Drugs In Your Drinking Water

  Metformin, a drug for diabetes, is currently in every sample of drinking water worldwide. The concentration of Metformin in these samples are up to 50% above environmental safety standards. Metformin is the most widely prescribed drug in the world. It suppresses glucose production in the liver. Since we do not metabolize Metformin, it leaves the body unaltered, entering world wide water sources and oceans within 24 hours.

  To date, the Environmental Protection Agency does not regulate pharmaceuticals in our drinking water or environment. In Lake Michigan, alone, 32 pharmaceuticals and personal products were present in the water. Fourteen of these measured high to medium concentrations of risk to the environment. Metformin is present 3 kilometers from the shores. The sediment around Lake Michigan contains 30 of the 32 pharmaceuticals and personal care products found in the lake.

  Metformin and many other pharmaceuticals leave water treatment plants unchanged. They do not degrade over time. These drugs pollute all of our waterways, seawater, and drinking water. They are not easy to detect and are projected to increase 5% annually for at least 5 years.

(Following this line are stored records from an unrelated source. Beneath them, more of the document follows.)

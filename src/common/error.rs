// src/common/error.rs

use axum::{
    http::StatusCode,
    response::{IntoResponse, Response},
    Json,
};
use serde_json::json;
use thiserror::Error;

// Nosso tipo de erro único, com `thiserror` para melhor ergonomia.
// Regra importante (ver política de acesso): papel desconhecido NÃO é erro,
// é negação silenciosa. Só chega aqui o que realmente é falha de requisição.
#[derive(Debug, Error)]
pub enum AppError {
    #[error("Erro de validação")]
    ValidationError(#[from] validator::ValidationErrors),

    #[error("E-mail já existe")]
    EmailAlreadyExists,

    #[error("Credenciais inválidas")]
    InvalidCredentials,

    #[error("Token inválido")]
    InvalidToken,

    // Autenticado, mas sem acesso ao recurso. Distinto do 401 acima.
    #[error("Acesso negado ao recurso '{0}'")]
    Forbidden(String),

    #[error("{0} não encontrado")]
    NotFound(&'static str),

    // Variante para erros de banco de dados (sqlx)
    #[error("Erro de banco de dados")]
    DatabaseError(#[from] sqlx::Error),

    // Variante genérica para qualquer outro erro inesperado
    #[error("Erro interno do servidor")]
    InternalServerError(#[from] anyhow::Error),

    #[error("Erro de Bcrypt: {0}")]
    BcryptError(#[from] bcrypt::BcryptError),

    #[error("Erro de JWT: {0}")]
    JwtError(#[from] jsonwebtoken::errors::Error),
}

impl IntoResponse for AppError {
    fn into_response(self) -> Response {
        let (status, error_message) = match self {
            // Retorna todos os detalhes da validação, campo a campo.
            AppError::ValidationError(errors) => {
                let mut details = std::collections::HashMap::new();
                for (field, field_errors) in errors.field_errors() {
                    let messages: Vec<String> = field_errors
                        .iter()
                        .filter_map(|e| e.message.as_ref().map(|m| m.to_string()))
                        .collect();
                    details.insert(field.to_string(), messages);
                }
                let body = Json(json!({
                    "error": "Um ou mais campos são inválidos.",
                    "details": details,
                }));
                return (StatusCode::BAD_REQUEST, body).into_response();
            }
            AppError::EmailAlreadyExists => {
                (StatusCode::CONFLICT, "Este e-mail já está em uso.".to_string())
            }
            AppError::InvalidCredentials => {
                (StatusCode::UNAUTHORIZED, "E-mail ou senha inválidos.".to_string())
            }
            AppError::InvalidToken => (
                StatusCode::UNAUTHORIZED,
                "Token de autenticação inválido ou ausente.".to_string(),
            ),
            AppError::Forbidden(resource) => (
                StatusCode::FORBIDDEN,
                format!("Você precisa de acesso a '{}' para realizar esta ação.", resource),
            ),
            AppError::NotFound(entity) => {
                (StatusCode::NOT_FOUND, format!("{} não encontrado.", entity))
            }

            // Todos os outros erros (DatabaseError, InternalServerError...) viram 500.
            // O `tracing` loga a mensagem detalhada que `thiserror` nos deu.
            ref e => {
                tracing::error!("Erro Interno do Servidor: {}", e);
                (
                    StatusCode::INTERNAL_SERVER_ERROR,
                    "Ocorreu um erro inesperado.".to_string(),
                )
            }
        };

        // Resposta padrão para erros simples que só têm uma mensagem.
        let body = Json(json!({ "error": error_message }));
        (status, body).into_response()
    }
}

  Some drugs degrade into more toxic compounds. Effexor degrades into a different anti-depressant, Pristiq.

  Currently, the E.P.A. lists 8 hormones and 1 antibiotic drugs as possibly making water unsafe in our environment. Metformin was not believed to be an endocrine disruptor. However, Rebecca Klaper, University of Wisconsin and Milwaukee, found male minnows exposed to Metformin develop female gonads, weigh less, and produce fewer offspring. Metformin is now considered by researchers to be 1 of the drugs that cause major ecological consequences that we cannot change.

            Source: The Scientist, Megan Scudellari, Drugging the Environment, August 2015.

                                     Judy Griffin PhD.